*** Opening of Data extracts ***

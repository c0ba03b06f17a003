use crate::{PAGE_OFFSET_MASK, VirtualPage};
use core::fmt;
use core::ops::{Add, AddAssign};

/// Virtual memory address.
///
/// A thin wrapper that denotes **virtual** addresses. It only carries the
/// *kind* of address at the type level so you don't accidentally mix virtual
/// and physical values.
///
/// ### Semantics
/// - Use [`VirtualAddress::page`] / [`VirtualAddress::page_offset`] to derive
///   the page base and the in-page offset.
/// - The directory/table index split lives with the paging code, not here.
///
/// ### Examples
/// ```rust
/// # use kernel_memory_addresses::*;
/// let va = VirtualAddress::new(0x2000_0123);
/// assert_eq!(va.page().base() + va.page_offset(), va);
/// ```
#[repr(transparent)]
#[derive(Copy, Clone, Default, Eq, PartialEq, Ord, PartialOrd, Hash)]
pub struct VirtualAddress(u32);

impl VirtualAddress {
    #[inline]
    #[must_use]
    pub const fn new(v: u32) -> Self {
        Self(v)
    }

    /// Alias for [`new`](Self::new).
    #[inline]
    #[must_use]
    #[doc(hidden)]
    pub const fn from_bits(v: u32) -> Self {
        Self::new(v)
    }

    /// Alias for [`as_u32`](Self::as_u32).
    #[inline]
    #[must_use]
    #[doc(hidden)]
    pub const fn into_bits(self) -> u32 {
        self.as_u32()
    }

    #[inline]
    #[must_use]
    pub const fn zero() -> Self {
        Self::new(0)
    }

    #[inline]
    #[must_use]
    pub const fn as_u32(self) -> u32 {
        self.0
    }

    #[inline]
    #[must_use]
    pub const fn page(self) -> VirtualPage {
        VirtualPage::containing(self)
    }

    #[inline]
    #[must_use]
    pub const fn page_offset(self) -> u32 {
        self.0 & PAGE_OFFSET_MASK
    }

    #[inline]
    #[must_use]
    pub const fn is_page_aligned(self) -> bool {
        self.page_offset() == 0
    }

    #[inline]
    #[must_use]
    pub const fn checked_add(self, rhs: u32) -> Option<Self> {
        match self.0.checked_add(rhs) {
            Some(v) => Some(Self(v)),
            None => None,
        }
    }
}

impl fmt::Debug for VirtualAddress {
    fn fmt(&self, f: &mut fmt::Formatter<'_>) -> fmt::Result {
        write!(f, "VA(0x{:08X})", self.0)
    }
}

impl fmt::Display for VirtualAddress {
    fn fmt(&self, f: &mut fmt::Formatter<'_>) -> fmt::Result {
        write!(f, "0x{:08X}", self.0)
    }
}

impl From<u32> for VirtualAddress {
    #[inline]
    fn from(v: u32) -> Self {
        Self::new(v)
    }
}

impl From<VirtualPage> for VirtualAddress {
    fn from(value: VirtualPage) -> Self {
        value.base()
    }
}

impl Add<u32> for VirtualAddress {
    type Output = Self;
    #[inline]
    fn add(self, rhs: u32) -> Self::Output {
        Self(self.0 + rhs)
    }
}

impl AddAssign<u32> for VirtualAddress {
    #[inline]
    fn add_assign(&mut self, rhs: u32) {
        self.0 += rhs;
    }
}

*** Close of Data extracts ***

A word-for-word copy of the lines above from the one with "VirtualPage::containing(self)" through the one with "value.base()", inclusive, is the only output wanted.

• **Answer box**
        VirtualPage::containing(self)
    }

    #[inline]
    #[must_use]
    pub const fn page_offset(self) -> u32 {
        self.0 & PAGE_OFFSET_MASK
    }

    #[inline]
    #[must_use]
    pub const fn is_page_aligned(self) -> bool {
        self.page_offset() == 0
    }

    #[inline]
    #[must_use]
    pub const fn checked_add(self, rhs: u32) -> Option<Self> {
        match self.0.checked_add(rhs) {
            Some(v) => Some(Self(v)),
            None => None,
        }
    }
}

impl fmt::Debug for VirtualAddress {
    fn fmt(&self, f: &mut fmt::Formatter<'_>) -> fmt::Result {
        write!(f, "VA(0x{:08X})", self.0)
    }
}

impl fmt::Display for VirtualAddress {
    fn fmt(&self, f: &mut fmt::Formatter<'_>) -> fmt::Result {
        write!(f, "0x{:08X}", self.0)
    }
}

impl From<u32> for VirtualAddress {
    #[inline]
    fn from(v: u32) -> Self {
        Self::new(v)
    }
}

impl From<VirtualPage> for VirtualAddress {
    fn from(value: VirtualPage) -> Self {
        value.base()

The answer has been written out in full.